### Exercise brief
Below are some entries; state how many of their lines contain the word "Result", with nothing else in the reply.
*** Information given Section Begins ***
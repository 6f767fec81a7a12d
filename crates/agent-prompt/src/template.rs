//! Core prompt template trait
//!
//! This module defines the [`PromptTemplate`] trait that all template implementations must follow.

use crate::{PromptError, Result};
use std::collections::BTreeSet;

/// Core trait for prompt templates
///
/// A template knows which placeholders it references, so callers can check
/// that they supply every one of them before rendering anything.
///
/// This trait is dyn-compatible, using `serde_json::Value` for variables instead of generics.
pub trait PromptTemplate: Send + Sync {
    /// Get the template name/identifier
    fn name(&self) -> &str;

    /// Placeholder names the template references
    fn required_variables(&self) -> &BTreeSet<String>;

    /// Render the template with variables
    ///
    /// Fails if a referenced variable is missing or rendering fails.
    fn render(&self, vars: &serde_json::Value) -> Result<String>;

    /// Get raw template source (for debugging/inspection)
    fn raw_template(&self) -> &str;

    /// Check that `supplied` covers every required placeholder
    fn check_variables(&self, supplied: &[&str]) -> Result<()> {
        let missing: Vec<String> = self
            .required_variables()
            .iter()
            .filter(|var| !supplied.contains(&var.as_str()))
            .cloned()
            .collect();

        if missing.is_empty() {
            Ok(())
        } else {
            Err(PromptError::MissingVariables {
                name: self.name().to_string(),
                missing,
            })
        }
    }
}

#[cfg(test)]
mod tests {
    use super::*;
    use serde_json::json;

    struct Fixed {
        required: BTreeSet<String>,
    }

    impl PromptTemplate for Fixed {
        fn name(&self) -> &str {
            "fixed"
        }

        fn required_variables(&self) -> &BTreeSet<String> {
            &self.required
        }

        fn render(&self, _vars: &serde_json::Value) -> Result<String> {
            Ok("fixed".to_string())
        }

        fn raw_template(&self) -> &str {
            "fixed"
        }
    }

    #[test]
    fn test_check_variables() {
        let template = Fixed {
            required: ["a", "b"].iter().map(|s| (*s).to_string()).collect(),
        };

        assert!(template.check_variables(&["a", "b", "c"]).is_ok());

        let err = template.check_variables(&["a"]).unwrap_err();
        assert!(matches!(err, PromptError::MissingVariables { missing, .. } if missing == vec!["b"]));
        assert_eq!(template.render(&json!({})).unwrap(), "fixed");
    }
}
*** Information given Section Ends ***
### Answer area
4